Find every line with the string "Imported" in the material below and copy it.

### AVAILABLE RECORDS:
• • • • •

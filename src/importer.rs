use std::{collections::HashSet, path::Path};

use crate::{
    core::{Flashcard, ImportError, ModelSpec, StoredNote},
    parser,
    prompt::Prompter,
};

pub const DECK_NAME: &str = "Acted Flashcards CP1";
pub const MODEL_NAME: &str = "Acted Flashcards CP1";

/// Tag attached to every inserted note so the user can find or remove them
/// later.
pub const SOURCE_TAG: &str = "ActedFlashcardsCP1";

/// The host collection operations the import needs. `select_deck` and
/// `set_current_model` bind the session state that later `add_note` calls
/// insert into.
pub trait Collection {
    /// Create-if-absent deck selection, returning the deck id.
    fn select_deck(&mut self, name: &str) -> Result<u64, ImportError>;

    fn model_exists(&mut self, name: &str) -> Result<bool, ImportError>;

    fn create_model(&mut self, spec: &ModelSpec) -> Result<(), ImportError>;

    fn set_current_model(&mut self, name: &str) -> Result<(), ImportError>;

    fn find_note_ids(&mut self, deck_name: &str) -> Result<Vec<u64>, ImportError>;

    fn notes_info(&mut self, note_ids: &[u64]) -> Result<Vec<StoredNote>, ImportError>;

    /// Inserts a note with the two fields and tags into the selected deck
    /// using the current model, returning the new note id.
    fn add_note(&mut self, front: &str, back: &str, tags: &[&str]) -> Result<u64, ImportError>;

    /// Session-wide refresh after mutation.
    fn refresh(&mut self) -> Result<(), ImportError>;
}

/// Looks up the note type by name and creates it only if missing. An
/// existing model is trusted as-is, never repaired or redefined.
pub fn ensure_model<C: Collection>(col: &mut C) -> Result<(), ImportError> {
    if col.model_exists(MODEL_NAME)? {
        return Ok(());
    }
    col.create_model(&ModelSpec::basic_front_back(MODEL_NAME))
}

/// Inserts every flashcard whose front is not already present in the deck,
/// returning the number of notes added.
pub fn import_missing<C: Collection>(
    col: &mut C,
    cards: &[Flashcard],
    deck_name: &str,
) -> Result<usize, ImportError> {
    col.select_deck(deck_name)?;
    ensure_model(col)?;
    col.set_current_model(MODEL_NAME)?;

    let note_ids = col.find_note_ids(deck_name)?;
    let notes = col.notes_info(&note_ids)?;

    // Notes with no stored fields are skipped when building the index.
    let mut existing_fronts: HashSet<String> =
        notes.into_iter().filter_map(|note| note.fields.into_iter().next()).collect();

    let mut added = 0;
    for card in cards {
        if existing_fronts.contains(&card.front) {
            continue;
        }

        col.add_note(&card.front, &card.back, &[SOURCE_TAG])?;
        added += 1;

        // Inserting the front immediately collapses duplicate fronts within
        // the data file itself to the first occurrence.
        existing_fronts.insert(card.front.clone());
    }

    col.refresh()?;
    Ok(added)
}

#[derive(Debug, Clone, Copy, PartialEq, Eq)]
pub enum ImportOutcome {
    Imported(usize),
    EmptyDataSet,
    Declined,
}

/// Full import flow: parse, confirm with the user, insert the missing
/// cards, report the count. Parsing happens before any host mutation, so a
/// missing or empty data file leaves the collection untouched.
pub fn import_from_path<C: Collection, P: Prompter>(
    col: &mut C,
    prompter: &P,
    data_path: &Path,
) -> Result<ImportOutcome, ImportError> {
    let cards = parser::load_flashcards(data_path)?;
    println!("Parsed {} flashcards", cards.len());

    if cards.is_empty() {
        prompter.warning("No flashcards were found in the bundled data file.");
        return Ok(ImportOutcome::EmptyDataSet);
    }

    let question = format!(
        "Import {} flashcards into the '{}' deck?\n\
         Existing cards with the same front text will be skipped.",
        cards.len(),
        DECK_NAME
    );
    if !prompter.confirm(&question) {
        return Ok(ImportOutcome::Declined);
    }

    let added = import_missing(col, &cards, DECK_NAME)?;

    prompter.info(&format!("Imported {} new flashcards into '{}'.", added, DECK_NAME));
    Ok(ImportOutcome::Imported(added))
}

• • • • •

### ANSWER BELOW:
    Imported(usize),
    prompter.info(&format!("Imported {} new flashcards into '{}'.", added, DECK_NAME));
    Ok(ImportOutcome::Imported(added))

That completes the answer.